═══ SUPPLIED MATERIAL
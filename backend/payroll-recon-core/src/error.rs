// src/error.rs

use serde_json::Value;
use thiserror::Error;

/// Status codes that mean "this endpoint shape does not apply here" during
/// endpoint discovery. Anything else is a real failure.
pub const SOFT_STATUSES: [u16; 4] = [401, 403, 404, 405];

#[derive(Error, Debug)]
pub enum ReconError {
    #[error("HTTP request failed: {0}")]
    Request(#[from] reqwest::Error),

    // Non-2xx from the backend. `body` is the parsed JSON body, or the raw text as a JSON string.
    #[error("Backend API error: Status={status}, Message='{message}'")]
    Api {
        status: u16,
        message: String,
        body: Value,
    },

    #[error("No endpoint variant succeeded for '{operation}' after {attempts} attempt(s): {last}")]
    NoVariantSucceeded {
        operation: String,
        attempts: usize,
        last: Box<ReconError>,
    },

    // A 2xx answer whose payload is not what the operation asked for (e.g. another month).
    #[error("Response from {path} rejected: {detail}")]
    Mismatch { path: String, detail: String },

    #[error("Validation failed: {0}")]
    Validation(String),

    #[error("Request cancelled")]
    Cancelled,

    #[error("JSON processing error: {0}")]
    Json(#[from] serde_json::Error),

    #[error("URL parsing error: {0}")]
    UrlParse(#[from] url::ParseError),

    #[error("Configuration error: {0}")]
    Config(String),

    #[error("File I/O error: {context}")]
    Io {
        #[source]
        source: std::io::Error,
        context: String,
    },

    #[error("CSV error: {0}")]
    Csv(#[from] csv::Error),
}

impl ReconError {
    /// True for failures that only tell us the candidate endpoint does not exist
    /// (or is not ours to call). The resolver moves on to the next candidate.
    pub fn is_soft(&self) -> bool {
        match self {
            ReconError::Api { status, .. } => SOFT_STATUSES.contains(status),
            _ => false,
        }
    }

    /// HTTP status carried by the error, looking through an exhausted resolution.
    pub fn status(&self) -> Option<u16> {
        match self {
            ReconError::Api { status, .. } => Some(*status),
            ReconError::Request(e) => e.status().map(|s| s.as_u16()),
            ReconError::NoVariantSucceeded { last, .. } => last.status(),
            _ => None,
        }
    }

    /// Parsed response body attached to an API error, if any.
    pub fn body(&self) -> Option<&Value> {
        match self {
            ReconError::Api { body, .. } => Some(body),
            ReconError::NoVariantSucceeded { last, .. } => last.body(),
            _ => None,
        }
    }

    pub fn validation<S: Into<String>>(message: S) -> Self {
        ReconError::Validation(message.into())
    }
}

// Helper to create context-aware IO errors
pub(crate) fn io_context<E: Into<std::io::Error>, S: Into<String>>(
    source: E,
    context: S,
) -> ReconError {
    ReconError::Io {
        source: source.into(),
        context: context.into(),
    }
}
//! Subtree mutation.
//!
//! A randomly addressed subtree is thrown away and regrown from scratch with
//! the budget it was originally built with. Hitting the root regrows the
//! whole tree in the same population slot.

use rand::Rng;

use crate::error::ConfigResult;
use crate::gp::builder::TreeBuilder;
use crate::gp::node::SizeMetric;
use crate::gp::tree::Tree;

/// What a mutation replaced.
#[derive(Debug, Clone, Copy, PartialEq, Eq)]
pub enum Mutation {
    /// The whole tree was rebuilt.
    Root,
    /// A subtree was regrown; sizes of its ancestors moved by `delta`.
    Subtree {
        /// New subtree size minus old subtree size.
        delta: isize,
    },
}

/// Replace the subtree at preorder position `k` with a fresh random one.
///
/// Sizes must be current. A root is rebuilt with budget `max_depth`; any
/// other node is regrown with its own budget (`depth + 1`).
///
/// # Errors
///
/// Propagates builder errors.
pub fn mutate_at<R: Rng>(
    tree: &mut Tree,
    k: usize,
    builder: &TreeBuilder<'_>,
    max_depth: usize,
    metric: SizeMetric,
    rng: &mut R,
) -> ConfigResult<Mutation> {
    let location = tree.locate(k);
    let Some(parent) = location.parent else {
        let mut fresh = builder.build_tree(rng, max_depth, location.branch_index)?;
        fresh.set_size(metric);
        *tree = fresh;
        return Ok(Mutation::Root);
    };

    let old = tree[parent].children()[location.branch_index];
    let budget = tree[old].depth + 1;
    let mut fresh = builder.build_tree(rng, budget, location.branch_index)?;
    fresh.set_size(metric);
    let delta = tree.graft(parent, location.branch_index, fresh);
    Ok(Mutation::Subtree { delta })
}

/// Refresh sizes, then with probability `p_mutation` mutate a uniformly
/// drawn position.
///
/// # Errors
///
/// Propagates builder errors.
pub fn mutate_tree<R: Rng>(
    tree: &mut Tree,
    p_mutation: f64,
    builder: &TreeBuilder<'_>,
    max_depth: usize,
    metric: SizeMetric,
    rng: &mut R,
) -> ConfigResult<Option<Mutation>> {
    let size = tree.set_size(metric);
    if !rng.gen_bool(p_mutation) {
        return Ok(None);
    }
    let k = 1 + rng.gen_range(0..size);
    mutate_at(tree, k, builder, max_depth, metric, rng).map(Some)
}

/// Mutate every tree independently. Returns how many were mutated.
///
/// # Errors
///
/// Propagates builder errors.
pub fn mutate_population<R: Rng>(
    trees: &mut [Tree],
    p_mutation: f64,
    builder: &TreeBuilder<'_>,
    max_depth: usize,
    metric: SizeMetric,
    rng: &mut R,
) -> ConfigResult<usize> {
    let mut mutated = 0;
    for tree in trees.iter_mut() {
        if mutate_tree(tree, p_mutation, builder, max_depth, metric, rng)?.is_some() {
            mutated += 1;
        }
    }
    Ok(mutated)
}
══════
*WORK TO COMPLETE*
What you return should match the entries above exactly.

*RESPONSE AREA*
filename backend/payroll-recon-core/src/error.rs
// src/error.rs

use serde_json::Value;
use thiserror::Error;

/// Status codes that mean "this endpoint shape does not apply here" during
/// endpoint discovery. Anything else is a real failure.
pub const SOFT_STATUSES: [u16; 4] = [401, 403, 404, 405];

#[derive(Error, Debug)]
pub enum ReconError {
    #[error("HTTP request failed: {0}")]
    Request(#[from] reqwest::Error),

    // Non-2xx from the backend. `body` is the parsed JSON body, or the raw text as a JSON string.
    #[error("Backend API error: Status={status}, Message='{message}'")]
    Api {
        status: u16,
        message: String,
        body: Value,
    },

    #[error("No endpoint variant succeeded for '{operation}' after {attempts} attempt(s): {last}")]
    NoVariantSucceeded {
        operation: String,
        attempts: usize,
        last: Box<ReconError>,
    },

    // A 2xx answer whose payload is not what the operation asked for (e.g. another month).
    #[error("Response from {path} rejected: {detail}")]
    Mismatch { path: String, detail: String },

    #[error("Validation failed: {0}")]
    Validation(String),

    #[error("Request cancelled")]
    Cancelled,

    #[error("JSON processing error: {0}")]
    Json(#[from] serde_json::Error),

    #[error("URL parsing error: {0}")]
    UrlParse(#[from] url::ParseError),

    #[error("Configuration error: {0}")]
    Config(String),

    #[error("File I/O error: {context}")]
    Io {
        #[source]
        source: std::io::Error,
        context: String,
    },

    #[error("CSV error: {0}")]
    Csv(#[from] csv::Error),
}

impl ReconError {
    /// True for failures that only tell us the candidate endpoint does not exist
    /// (or is not ours to call). The resolver moves on to the next candidate.
    pub fn is_soft(&self) -> bool {
        match self {
            ReconError::Api { status, .. } => SOFT_STATUSES.contains(status),
            _ => false,
        }
    }

    /// HTTP status carried by the error, looking through an exhausted resolution.
    pub fn status(&self) -> Option<u16> {
        match self {
            ReconError::Api { status, .. } => Some(*status),
            ReconError::Request(e) => e.status().map(|s| s.as_u16()),
            ReconError::NoVariantSucceeded { last, .. } => last.status(),
            _ => None,
        }
    }

    /// Parsed response body attached to an API error, if any.
    pub fn body(&self) -> Option<&Value> {
        match self {
            ReconError::Api { body, .. } => Some(body),
            ReconError::NoVariantSucceeded { last, .. } => last.body(),
            _ => None,
        }
    }

    pub fn validation<S: Into<String>>(message: S) -> Self {
        ReconError::Validation(message.into())
    }
}

// Helper to create context-aware IO errors
pub(crate) fn io_context<E: Into<std::io::Error>, S: Into<String>>(
    source: E,
    context: S,
) -> ReconError {
    ReconError::Io {
        source: source.into(),
        context: context.into(),
    }
}
//! Subtree mutation.
//!
//! A randomly addressed subtree is thrown away and regrown from scratch with
//! the budget it was originally built with. Hitting the root regrows the
//! whole tree in the same population slot.

use rand::Rng;

use crate::error::ConfigResult;
use crate::gp::builder::TreeBuilder;
use crate::gp::node::SizeMetric;
use crate::gp::tree::Tree;

/// What a mutation replaced.
#[derive(Debug, Clone, Copy, PartialEq, Eq)]
pub enum Mutation {
    /// The whole tree was rebuilt.
    Root,
    /// A subtree was regrown; sizes of its ancestors moved by `delta`.
    Subtree {
        /// New subtree size minus old subtree size.
        delta: isize,
    },
}

/// Replace the subtree at preorder position `k` with a fresh random one.
///
/// Sizes must be current. A root is rebuilt with budget `max_depth`; any
/// other node is regrown with its own budget (`depth + 1`).
///
/// # Errors
///
/// Propagates builder errors.
pub fn mutate_at<R: Rng>(
    tree: &mut Tree,
    k: usize,
    builder: &TreeBuilder<'_>,
    max_depth: usize,
    metric: SizeMetric,
    rng: &mut R,
) -> ConfigResult<Mutation> {
    let location = tree.locate(k);
    let Some(parent) = location.parent else {
        let mut fresh = builder.build_tree(rng, max_depth, location.branch_index)?;
        fresh.set_size(metric);
        *tree = fresh;
        return Ok(Mutation::Root);
    };

    let old = tree[parent].children()[location.branch_index];
    let budget = tree[old].depth + 1;
    let mut fresh = builder.build_tree(rng, budget, location.branch_index)?;
    fresh.set_size(metric);
    let delta = tree.graft(parent, location.branch_index, fresh);
    Ok(Mutation::Subtree { delta })
}

/// Refresh sizes, then with probability `p_mutation` mutate a uniformly
/// drawn position.
///
/// # Errors
///
/// Propagates builder errors.
pub fn mutate_tree<R: Rng>(
    tree: &mut Tree,
    p_mutation: f64,
    builder: &TreeBuilder<'_>,
    max_depth: usize,
    metric: SizeMetric,
    rng: &mut R,
) -> ConfigResult<Option<Mutation>> {
    let size = tree.set_size(metric);
    if !rng.gen_bool(p_mutation) {
        return Ok(None);
    }
    let k = 1 + rng.gen_range(0..size);
    mutate_at(tree, k, builder, max_depth, metric, rng).map(Some)
}

/// Mutate every tree independently. Returns how many were mutated.
///
/// # Errors
///
/// Propagates builder errors.
pub fn mutate_population<R: Rng>(
    trees: &mut [Tree],
    p_mutation: f64,
    builder: &TreeBuilder<'_>,
    max_depth: usize,
    metric: SizeMetric,
    rng: &mut R,
) -> ConfigResult<usize> {
    let mut mutated = 0;
    for tree in trees.iter_mut() {
        if mutate_tree(tree, p_mutation, builder, max_depth, metric, rng)?.is_some() {
            mutated += 1;
        }
    }
    Ok(mutated)
}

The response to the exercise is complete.